I'm running in a multi-threaded environment where 64 bit values are being added to a global counter (u128) 25-50 times a second.
I wrote a little snippet:
#[derive(Debug)]
pub struct AtomicU128 {
lsv : AtomicU64,
msv : AtomicU64,
}
impl AtomicU128 {
fn fetch_add(&self, value : u64) -> u128 {
let mut previous = self.lsv.fetch_add(value, Ordering::SeqCst) as u128;
previous += if previous + value as u128 > u64::MAX.into() {
let x = self.msv.fetch_add(1, Ordering::SeqCst);
x as u128
} else { 0 };
previous
}
}
fn main() {
let a_u128 : AtomicU128 = AtomicU128 { lsv: AtomicU64::new(u64::MAX), msv: AtomicU64::new(0), };
a_u128.fetch_add(1);
println!("{:?}",a_u128);
}
which has a gaping hole in how it's handling the lsv 64bit overflow.

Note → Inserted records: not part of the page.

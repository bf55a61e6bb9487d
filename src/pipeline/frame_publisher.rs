// src/pipeline/frame_publisher.rs
//
// Holds exactly one encoded frame: the latest annotated one. The loop
// overwrites it every frame; streaming clients read it at their own pace.

use bytes::Bytes;
use std::sync::{Arc, PoisonError, RwLock};

#[derive(Debug, Clone)]
pub struct EncodedFrame {
    pub jpeg: Bytes,
    pub frame_id: u64,
    pub width: u32,
    pub height: u32,
}

#[derive(Default)]
pub struct FramePublisher {
    latest: RwLock<Option<Arc<EncodedFrame>>>,
}

impl FramePublisher {
    pub fn new() -> Self {
        Self::default()
    }

    pub fn publish(&self, frame: EncodedFrame) {
        let frame = Arc::new(frame);
        *self.latest.write().unwrap_or_else(PoisonError::into_inner) = Some(frame);
    }

    /// Most recent frame, if any has been published yet.
    pub fn latest(&self) -> Option<Arc<EncodedFrame>> {
        self.latest
            .read()
            .unwrap_or_else(PoisonError::into_inner)
            .clone()
    }
}

#[cfg(test)]
mod tests {
    use super::*;

    fn frame(id: u64) -> EncodedFrame {
        EncodedFrame {
            jpeg: Bytes::from(vec![0xFF, 0xD8, id as u8]),
            frame_id: id,
            width: 4,
            height: 4,
        }
    }

    #[test]
    fn test_serves_latest_without_blocking() {
        let publisher = FramePublisher::new();
        assert!(publisher.latest().is_none());

        publisher.publish(frame(1));
        let held = publisher.latest().unwrap();
        publisher.publish(frame(2));

        // a reader holding an old frame does not block the writer
        assert_eq!(held.frame_id, 1);
        assert_eq!(publisher.latest().unwrap().frame_id, 2);
    }
}
// src/persistence.rs
//
// Reservation storage seam. The monitor only needs to list active
// reservations, delete expired ones and record fines.

use crate::types::{Fine, Reservation};
use anyhow::{Context, Result};
use async_trait::async_trait;
use chrono::Utc;
use std::path::{Path, PathBuf};
use tokio::io::AsyncWriteExt;
use tokio::sync::Mutex;
use tracing::{info, warn};

#[async_trait]
pub trait ReservationStore: Send + Sync {
    async fn list_active_reservations(&self) -> Result<Vec<Reservation>>;
    async fn delete_reservations(&self, spots: &[String]) -> Result<()>;
    async fn record_fine(&self, fine: &Fine) -> Result<()>;
}

#[derive(Default)]
struct StoreInner {
    reservations: Vec<Reservation>,
    fines: Vec<Fine>,
}

/// Process-local store, optionally seeded from a file, with fines appended to
/// a JSON-lines ledger.
pub struct InMemoryReservationStore {
    inner: Mutex<StoreInner>,
    ledger: Option<PathBuf>,
}

impl InMemoryReservationStore {
    pub fn new(ledger: Option<PathBuf>) -> Self {
        Self {
            inner: Mutex::new(StoreInner::default()),
            ledger,
        }
    }

    /// Seed from a YAML or JSON list of reservations.
    pub fn from_seed_file(path: &Path, ledger: Option<PathBuf>) -> Result<Self> {
        let contents = std::fs::read_to_string(path)
            .with_context(|| format!("Failed to read reservations {}", path.display()))?;
        let reservations: Vec<Reservation> = serde_yaml::from_str(&contents)
            .with_context(|| format!("Failed to parse reservations {}", path.display()))?;

        info!(
            "Seeded {} reservation(s) from {}",
            reservations.len(),
            path.display()
        );

        Ok(Self {
            inner: Mutex::new(StoreInner {
                reservations,
                fines: Vec::new(),
            }),
            ledger,
        })
    }

    /// Insert, replacing any reservation already held on the same spot.
    pub async fn upsert(&self, reservation: Reservation) {
        let mut inner = self.inner.lock().await;
        inner.reservations.retain(|r| r.spot != reservation.spot);
        inner.reservations.push(reservation);
    }

    pub async fn fines(&self) -> Vec<Fine> {
        self.inner.lock().await.fines.clone()
    }

    async fn append_to_ledger(&self, fine: &Fine) -> Result<()> {
        let Some(path) = &self.ledger else {
            return Ok(());
        };
        let mut line = serde_json::to_string(fine)?;
        line.push('\n');

        let mut file = tokio::fs::OpenOptions::new()
            .create(true)
            .append(true)
            .open(path)
            .await
            .with_context(|| format!("Failed to open fines ledger {}", path.display()))?;
        file.write_all(line.as_bytes()).await?;
        file.flush().await?;
        Ok(())
    }
}

#[async_trait]
impl ReservationStore for InMemoryReservationStore {
    async fn list_active_reservations(&self) -> Result<Vec<Reservation>> {
        let now = Utc::now();
        let inner = self.inner.lock().await;
        Ok(inner
            .reservations
            .iter()
            .filter(|r| !r.is_expired_at(now))
            .cloned()
            .collect())
    }

    async fn delete_reservations(&self, spots: &[String]) -> Result<()> {
        let mut inner = self.inner.lock().await;
        let before = inner.reservations.len();
        inner.reservations.retain(|r| !spots.contains(&r.spot));
        let removed = before - inner.reservations.len();
        if removed > 0 {
            info!("Deleted {} reservation(s) for {:?}", removed, spots);
        }
        Ok(())
    }

    async fn record_fine(&self, fine: &Fine) -> Result<()> {
        self.inner.lock().await.fines.push(fine.clone());
        if let Err(e) = self.append_to_ledger(fine).await {
            warn!("Fine for {} kept in memory only: {:#}", fine.spot, e);
        }
        info!(
            "💸 Fine {:.2} issued to {} on spot {} (reservation {})",
            fine.amount, fine.plate, fine.spot, fine.reservation_id
        );
        Ok(())
    }
}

If I wrap the operation in a Mutex, should I bother with the AtomicU64 types?
Edit:
I put the following together, but it feels a little cumbersome:
#[derive(Debug)]
struct AtomicU128 {
inner: Mutex<u128>,
}
impl AtomicU128 {
fn new(value: u128) -> Self {
AtomicU128 {
inner: Mutex::new(value),
}
}
fn add(&self, value: u128) {
let mut inner = self.inner.lock().unwrap();
*inner += value;
}
fn get(&self) -> u128 {
*self.inner.lock().unwrap()
}
}
fn main() {
let v = AtomicU128::new(u64::MAX.into());
println!("Before {:?}",v.get());
v.add(1);
println!("After {:?}",v.get());
}
Is there a better way to safely add to u128 types together?
You can add 32-bit integers into a 96-bit count by splitting the count into overlapping 64-bit ranges:
Let L = count mod 264
Let M = count >> 32 mod 264
Now, when you add x, you atomically add into L, set x = (x>>32) + carry, and atomically add into M.
When you read, you can consider the lower-order word to be "authoritative". If it doesn't match the overlapping bits in the higher-order word, then the difference between the values will let you deduce the appropriate correction.
If you want to 64-bit addends into a 128-bit count, you can split those addends into upper and lower 32-bit halves.
The upper 32-bit halves can be added into a 96-bit counth, and the lower 32-bit halves can be added into a 96-bit countl.
The total count is then always just (counth<<32) + countl. Note that observers may not see the two updates to countl and counth as atomic, but they will at least see the total count as monotonically increasing.